Behcet's Syndrome

Behçet’s syndrome is a multisystem disease that predominantly affects young males and is
characterized by multiple superficial, painful “aphthous-like ulcers” in the oral cavity.
However to fulfill the criteria of being Behçet’s syndrome, clinically there should be a presence of an aphthous-like ulcer in the oral cavity along with at least two of the following lesions e.g. skin lesion, eye lesion or genital lesion, etc.

Etiology of Behcet’s syndrome is unknown; however, the disease is believed to be caused by
some immunologic abnormality.

Oral lesions: Aphthous-like ulceration in the oral cavity.
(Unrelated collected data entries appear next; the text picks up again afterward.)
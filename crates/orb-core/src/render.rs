//! Value Printer
//!
//! Renders any tagged value to text, recursing through heap tuples.
//! Rendering is a pure function of the value and the memory view; the
//! caller decides where the text goes.

use crate::error::OrbResult;
use crate::heap::HeapTuple;
use crate::memory::MemoryView;
use crate::value::{TaggedValue, ValueKind};

/// Render `value` to its textual form.
///
/// Total over every encoding, including unrecognized ones, which render
/// as a diagnostic placeholder. Non-terminating only if the heap contains
/// a cycle, which callers are expected not to produce.
pub fn render(view: MemoryView<'_>, value: TaggedValue) -> OrbResult<String> {
    let mut out = String::new();
    render_into(view, value, &mut out)?;
    Ok(out)
}

fn render_into(view: MemoryView<'_>, value: TaggedValue, out: &mut String) -> OrbResult<()> {
    match value.classify() {
        ValueKind::True => out.push_str("true"),
        ValueKind::False => out.push_str("false"),
        ValueKind::Nil => out.push_str("nil"),
        ValueKind::ClosureRef => out.push_str("<function>"),
        ValueKind::Number(n) => out.push_str(&n.to_string()),
        ValueKind::TupleRef(addr) => {
            let tuple = HeapTuple::read(view, addr)?;
            out.push('(');
            for i in 0..tuple.len() {
                if i > 0 {
                    out.push_str(", ");
                }
                let elem = tuple.elem(view, i)?;
                render_into(view, elem, out)?;
            }
            out.push(')');
        }
        ValueKind::Unknown(raw) => {
            // raw encodings come from an i64 guest value; print them signed
            out.push_str(&format!("unknown value ({})", raw as i64));
        }
    }
    Ok(())
}

#[cfg(test)]
mod tests {
    use super::*;
    use crate::config::OrbConfig;
    use crate::memory::LinearMemory;
    use crate::value::{FALSE, NIL, TRUE};

    fn memory() -> LinearMemory {
        LinearMemory::new(&OrbConfig::default()).unwrap()
    }

    fn write_tuple(mem: &mut LinearMemory, addr: usize, elems: &[TaggedValue]) -> TaggedValue {
        mem.store_word(addr, elems.len() as u64).unwrap();
        for (i, e) in elems.iter().enumerate() {
            mem.store_word(addr + 1 + i, e.raw()).unwrap();
        }
        TaggedValue::tuple_ref(addr)
    }

    fn int(n: i64) -> TaggedValue {
        TaggedValue::from_int(n).unwrap()
    }

    #[test]
    fn literals() {
        let mem = memory();
        assert_eq!(render(mem.view(), TRUE).unwrap(), "true");
        assert_eq!(render(mem.view(), FALSE).unwrap(), "false");
        assert_eq!(render(mem.view(), NIL).unwrap(), "nil");
    }

    #[test]
    fn numbers() {
        let mem = memory();
        assert_eq!(render(mem.view(), int(0)).unwrap(), "0");
        assert_eq!(render(mem.view(), int(42)).unwrap(), "42");
        assert_eq!(render(mem.view(), int(-7)).unwrap(), "-7");
    }

    #[test]
    fn closures_are_opaque() {
        let mem = memory();
        let v = TaggedValue::closure_ref(9);
        assert_eq!(render(mem.view(), v).unwrap(), "<function>");
    }

    #[test]
    fn flat_tuple() {
        let mut mem = memory();
        let tup = write_tuple(&mut mem, 0, &[int(1), int(2), int(3)]);
        assert_eq!(render(mem.view(), tup).unwrap(), "(1, 2, 3)");
    }

    #[test]
    fn nested_tuple() {
        let mut mem = memory();
        let inner = write_tuple(&mut mem, 0, &[int(2), int(3)]);
        let outer = write_tuple(&mut mem, 8, &[int(1), inner]);
        assert_eq!(render(mem.view(), outer).unwrap(), "(1, (2, 3))");
    }

    #[test]
    fn one_element_tuple_keeps_brackets() {
        let mut mem = memory();
        let tup = write_tuple(&mut mem, 0, &[int(5)]);
        assert_eq!(render(mem.view(), tup).unwrap(), "(5)");
    }

    #[test]
    fn empty_tuple() {
        let mut mem = memory();
        let tup = write_tuple(&mut mem, 0, &[]);
        assert_eq!(render(mem.view(), tup).unwrap(), "()");
    }

    #[test]
    fn unknown_encoding_renders_placeholder() {
        let mem = memory();
        assert_eq!(
            render(mem.view(), TaggedValue(0b1011)).unwrap(),
            "unknown value (11)"
        );
    }
}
Skin lesions: Erythematous macular, papular, vesicular or pustular lesions in the skin; thrombophlebitis may also sometimes develop.

Eye lesions: Ocular lesions in Behçet’s syndrome include uveitis, conjunctivitis, photophobia and retinitis, etc.

Genital lesions: Ulceration in the genitalia, which looks similar to those of the oral cavity.

Other lesions: Behcet’s syndrome sometimes presents some additional features like neural,
vascular, articular, renal or gastrointestinal lesions of various kinds.

Microscopically the lesions produce similar feature to what is found in a minor aphthous ulcer. However, there can be some additional features like severe vasculitis and vascular damage, etc.

Behçet’s syndrome is treated by systemic steroid therapy.